Most of these calls actually come from individuals or services that, first, don't actually manage money.
Second, have never managed money. And worst of all, know absolutely nothing about you, your family,
in your individual financial situation.
My latest video on this topic was released early in the year
to combat the annual crash cart callers
that come out en masse at the beginning of the year
to generate book and newsletter sales.
To date, it's our most viewed investment video on YouTube.
I'll drop a link to that video in the description below.
Investors, one of the most interesting things I find about this
is I've had over 6,000 YouTube views in just six months.
This far surpasses our video releases
during the second half of October last year
when the markets were declining
and we were previewing our team's forecast
for a strong fourth quarter of 2023
into the first half of 2024.
It's almost three times the viewership we've had
of our live stream event that aired on Thursday, October 26th,
near the weekend of the market lows late last October
where the team both accurately and precisely
called for a rally in stocks to begin.
No guarantees of a repeat,
but certainly interesting data points.
With these things in mind in the summer approaching, I wanted to talk about tactical trading
and asset allocation rebalancing.
Why?
Because it's summer, and we're in the normal summer rally time for stock markets.
Believe it or not, overall stock and bond market volatility is quite low at the index level.
If you're nervous about the future, this is when you should be talking to your advisor.
You shouldn't wait until volatility is trending higher or spiking.
It's usually too late to add value to your portfolio by then.
So as frequent viewers of our content know, our team tried to be able to be.
to give data in advance of events happening if we see things that have high odds of reoccurring
as they have in the past. No guarantees, of course. The future is never exactly like the past.
We've discussed the presidential election cycle and historic effect on stocks since the second half of
2022, previewing what our team thought would be tail wins for stocks in year three, that was
2003, and continued tailwinds for stocks in the first half of the fourth year, that being this year,
the first half at 2024. Once again, here's Steve Sutton-Meyer's team's great work at Merrill Lynch
on the fourth year of a presidential cycle. These are historic data. In the past, we've shared the
monthly return data of the S&P 500. Let's take a look at the median return data again. Then again,
instead of monthly return, here's another look at Steve's charts. This chart lays out the three-month
rolling holding period return of the S&P 500. This is a table of what the total return investor would
earn in its historic odds, say if an investor bought in May and sold at the end of July.
This table says that historically 62 and a half percent of the time an investor made positive
three-month holding period returns, and their average return was a little over 2 percent
between May and July in the fourth year of a presidential cycle.

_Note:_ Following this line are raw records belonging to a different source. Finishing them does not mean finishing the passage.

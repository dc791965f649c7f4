//! Arrow-dialect (sequence diagram) parser
//!
//! Scans `Source -> Target: ACTION` lines in file order. When `ACTION`
//! embeds `METHOD /path(params)` the step is an API call, otherwise it is
//! recorded as a named marker with no endpoint.

use once_cell::sync::Lazy;
use regex::Regex;
use tracing::{debug, info};

use crate::errors::FlowpulseError;
use crate::http::HttpMethod;
use super::model::{ProcessDefinition, Step};

/// Default process name when the caller supplies none
pub const DEFAULT_NAME: &str = "Sequence Diagram Process";

static ARROW_RE: Lazy<Regex> = Lazy::new(|| {
    Regex::new(r"^\s*(.+?)\s*->\s*(.+?)\s*:\s*(.+)$").expect("Invalid arrow regex")
});
static ACTION_RE: Lazy<Regex> = Lazy::new(|| {
    Regex::new(r"\b(GET|POST|PUT|DELETE|PATCH)\s+([^\s(]+)").expect("Invalid action regex")
});

/// Line prefixes that carry diagram metadata rather than messages
const META_PREFIXES: &[&str] = &[
    "@", "title", "participant", "actor", "//", "activate", "deactivate",
];

/// A parsed `Source -> Target: ACTION` line
#[derive(Debug, Clone, PartialEq, Eq)]
pub struct Arrow<'a> {
    pub source: &'a str,
    pub target: &'a str,
    pub action: &'a str,
}

/// API call embedded in an arrow's action text
#[derive(Debug, Clone, PartialEq, Eq)]
pub struct ActionCall {
    pub method: HttpMethod,
    pub endpoint: String,
    /// Text inside the parentheses following the path, if any
    pub params: Option<String>,
}

/// Blank lines and metadata lines are not messages
pub fn is_meta_line(line: &str) -> bool {
    let line = line.trim();
    line.is_empty() || META_PREFIXES.iter().any(|p| line.starts_with(p))
}

pub fn match_arrow(line: &str) -> Option<Arrow<'_>> {
    let caps = ARROW_RE.captures(line)?;
    Some(Arrow {
        source: caps.get(1)?.as_str().trim(),
        target: caps.get(2)?.as_str().trim(),
        action: caps.get(3)?.as_str().trim(),
    })
}

pub fn match_action(action: &str) -> Option<ActionCall> {
    let caps = ACTION_RE.captures(action)?;
    let method: HttpMethod = caps.get(1)?.as_str().parse().ok()?;
    let endpoint = caps.get(2)?;

    let rest = &action[endpoint.end()..];
    let params = match (rest.find('('), rest.rfind(')')) {
        (Some(start), Some(end)) if end > start => Some(rest[start + 1..end].trim().to_string()),
        _ => None,
    };

    Some(ActionCall {
        method,
        endpoint: endpoint.as_str().to_string(),
        params: params.filter(|p| !p.is_empty()),
    })
}

/// Reject text that cannot be an arrow diagram
pub fn validate(text: &str) -> Result<(), FlowpulseError> {
    if text.trim().is_empty() {
        return Err(FlowpulseError::Parse("Sequence diagram cannot be empty".to_string()));
    }
    if !text.contains("->") {
        return Err(FlowpulseError::Parse(
            "Invalid sequence diagram format: no arrows found".to_string(),
        ));
    }
    Ok(())
}

pub fn parse(text: &str, name: Option<&str>) -> Result<ProcessDefinition, FlowpulseError> {
    validate(text)?;

    let mut steps = Vec::new();
    for line in text.lines() {
        if is_meta_line(line) {
            continue;
        }
        let Some(arrow) = match_arrow(line) else {
            continue;
        };

        let order = steps.len();
        let step = match match_action(arrow.action) {
            Some(call) => {
                let display = match call.params {
                    Some(ref params) => format!("{} {} ({})", call.method, call.endpoint, params),
                    None => format!("{} {}", call.method, call.endpoint),
                };
                debug!(method = %call.method, endpoint = %call.endpoint, "Extracted arrow step");
                Step::new(format!("step_{}", order), display).with_call(call.method, call.endpoint)
            }
            None => {
                debug!(source = arrow.source, target = arrow.target, "Extracted non-API arrow step");
                Step::new(format!("step_{}", order), arrow.action)
            }
        };
        steps.push(step);
    }

    if steps.is_empty() {
        return Err(FlowpulseError::Parse(
            "Sequence diagram contains no `Source -> Target: action` lines".to_string(),
        ));
    }

    info!(steps = steps.len(), "Parsed sequence diagram");
    Ok(ProcessDefinition::new(
        name.unwrap_or(DEFAULT_NAME),
        Some("Parsed from sequence diagram".to_string()),
        text,
        steps,
    ))
}
//! Process execution
//!
//! - [`context`]: the per-execution variable store
//! - [`overrides`]: fixed payloads for specific endpoints
//! - [`execution`]: execution and step result records
//! - [`runner`]: the step loop
//! - [`report`]: console and JSON-lines output

pub mod context;
pub mod execution;
pub mod overrides;
pub mod report;
pub mod runner;

pub use context::ExecutionContext;
pub use execution::{Execution, ExecutionMode, ExecutionStatus, StepResult, StepStatus};
pub use overrides::{OverrideTable, PayloadOverride};
pub use report::{format_execution_json, format_execution_results, format_plan};
pub use runner::{ExecutionEngine, PlannedStep, DEFAULT_EXTRACT_FIELDS, DEFAULT_TIMEOUT};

This is a buy-and-hold three-month average return.
That's what this chart is trying to convey.
Investors, the three major takeaways from these charts are, first, historically speaking,
the fourth year of a presidential election cycle is up overall, with a very positive return,
and it doesn't matter if it's a Democrat or Republican president.
Second, every three-month holding period X, March through May, has been, on average, positive,
with only that three-month window being barely down, a little over 0.03%.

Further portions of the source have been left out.